Between now and March 23, 2013, providers and suppliers (providers) who enrolled in Medicare prior to March 25, 2011 will have to revalidate their enrollment information under the new enrollment screening criteria required by Section 6401(a) of the Affordable Care Act.  Providers should not begin revalidation, however, until receiving notification to revalidate from their Medicare Administrative Contractor.  Providers who enrolled after March 25, 2011 have already been subject to the new screening requirements and, thus, do not have to revalidate at this time.  CMS recently released a Medicare Learning Network article to explain the revalidation process.

CMS published the new enrollment screening criteria on February 2, 2011 as a final rule with comment period.  The final rule categorizes providers as either limited, moderate or high risk and then applies various screening tools, such as license verification, database checks and unannounced site visits, based on the provider’s associated level of risk.  Additionally, unless qualifying for a hardship exception, institutional providers must pay an application fee ($505 for calendar year 2011, to be adjusted in subsequent years by the CPI-U).
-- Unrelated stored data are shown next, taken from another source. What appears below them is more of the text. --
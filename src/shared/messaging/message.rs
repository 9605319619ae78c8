//! Chat Message Data Structure
//!
//! A direct message between two marketplace users, optionally about a
//! product listing.

use chrono::{DateTime, Utc};
use serde::{Deserialize, Serialize};

use super::{MessageId, ProductId, UserId};
use crate::shared::channel::channel_key;
use crate::shared::error::SharedError;

/// A stored message, enriched with both participants' display info.
///
/// Field names follow the JSON served to clients.
#[derive(Debug, Clone, Serialize, Deserialize, PartialEq)]
pub struct ChatMessage {
    /// Store-assigned, monotonically increasing id
    pub id: MessageId,
    pub sender_id: UserId,
    pub receiver_id: UserId,
    /// Message body
    pub message: String,
    /// Listing the message is about, if any
    pub product_id: Option<ProductId>,
    /// Whether the receiver has opened the conversation since this was sent
    pub is_read: bool,
    /// Server-assigned creation time
    pub created_at: DateTime<Utc>,
    pub sender_name: String,
    pub sender_picture: Option<String>,
    pub receiver_name: String,
    pub receiver_picture: Option<String>,
    /// Title of the referenced listing
    #[serde(default, skip_serializing_if = "Option::is_none")]
    pub product_title: Option<String>,
    /// Price of the referenced listing
    #[serde(default, skip_serializing_if = "Option::is_none")]
    pub product_price: Option<f64>,
}

impl ChatMessage {
    /// Whether this message was exchanged between `a` and `b`, in either direction.
    pub fn is_between(&self, a: UserId, b: UserId) -> bool {
        (self.sender_id == a && self.receiver_id == b)
            || (self.sender_id == b && self.receiver_id == a)
    }

    /// Realtime channel this message is published on
    pub fn channel_key(&self) -> String {
        channel_key(self.sender_id, self.receiver_id)
    }
}

/// Request body for `POST /api/chat/messages`
///
/// Every field is optional at the serde level so that a missing field is
/// reported as a validation error rather than a body rejection.
#[derive(Debug, Clone, Default, Serialize, Deserialize)]
#[serde(rename_all = "camelCase")]
pub struct SendMessageRequest {
    pub receiver_id: Option<UserId>,
    pub message: Option<String>,
    #[serde(default)]
    pub product_id: Option<ProductId>,
}

/// A validated message ready to be persisted
#[derive(Debug, Clone, PartialEq, Eq)]
pub struct NewMessage {
    pub sender_id: UserId,
    pub receiver_id: UserId,
    pub body: String,
    pub product_id: Option<ProductId>,
}

impl SendMessageRequest {
    pub fn new(receiver_id: UserId, message: impl Into<String>, product_id: Option<ProductId>) -> Self {
        Self {
            receiver_id: Some(receiver_id),
            message: Some(message.into()),
            product_id,
        }
    }

    /// Check the request on behalf of `sender_id`.
    ///
    /// The body is kept verbatim; a body made only of whitespace counts as
    /// empty.
    pub fn validate(self, sender_id: UserId) -> Result<NewMessage, SharedError> {
        let receiver_id = self
            .receiver_id
            .ok_or_else(|| SharedError::validation("receiverId", "Receiver ID and message are required"))?;

        let body = match self.message {
            Some(body) if !body.trim().is_empty() => body,
            _ => return Err(SharedError::validation("message", "Receiver ID and message are required")),
        };

        if receiver_id <= 0 {
            return Err(SharedError::validation("receiverId", "Invalid receiver ID"));
        }

        if receiver_id == sender_id {
            return Err(SharedError::validation("receiverId", "Cannot send a message to yourself"));
        }

        if matches!(self.product_id, Some(id) if id <= 0) {
            return Err(SharedError::validation("productId", "Invalid product ID"));
        }

        Ok(NewMessage {
            sender_id,
            receiver_id,
            body,
            product_id: self.product_id,
        })
    }
}
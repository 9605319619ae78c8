/**
 * Marketchat Server Entry Point
 *
 * Loads configuration, opens the message store and serves the chat API and
 * WebSocket endpoint.
 */

#[cfg(feature = "ssr")]
#[tokio::main]
async fn main() -> Result<(), Box<dyn std::error::Error>> {
    use marketchat::backend::server::{create_app, ServerConfig};
    use tracing_subscriber::EnvFilter;

    dotenv::dotenv().ok();

    let env_filter = EnvFilter::try_from_default_env().unwrap_or_else(|_| EnvFilter::new("info"));
    tracing_subscriber::fmt().with_env_filter(env_filter).init();

    tracing::info!("Server initialization started");

    let config = ServerConfig::load()?;
    let app = create_app(&config).await?;

    let addr = std::net::SocketAddr::from(([0, 0, 0, 0], config.port));
    let listener = tokio::net::TcpListener::bind(addr).await?;
    tracing::info!("Listening on {}", addr);

    axum::serve(listener, app).await?;

    Ok(())
}

#[cfg(not(feature = "ssr"))]
fn main() {
    eprintln!("Server requires the 'ssr' feature to be enabled.");
    eprintln!("Run with: cargo run --bin marketchat-server --features ssr");
    std::process::exit(1);
}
Upon receipt of notification to revalidate, providers should:

  • update enrollment through the internet-based PECOS or complete the paper 855;
  • sign the certification statement on the application;
  • pay the applicable fee through and print out a copy of the payment receipt;
  • immediately mail supporting documents, the certification statement and the payment receipt to the MAC.

Providers have 60 days upon receipt of the revalidation request to submit complete enrollment forms.  Failure to do so may result in deactivation of the provider’s billing privileges.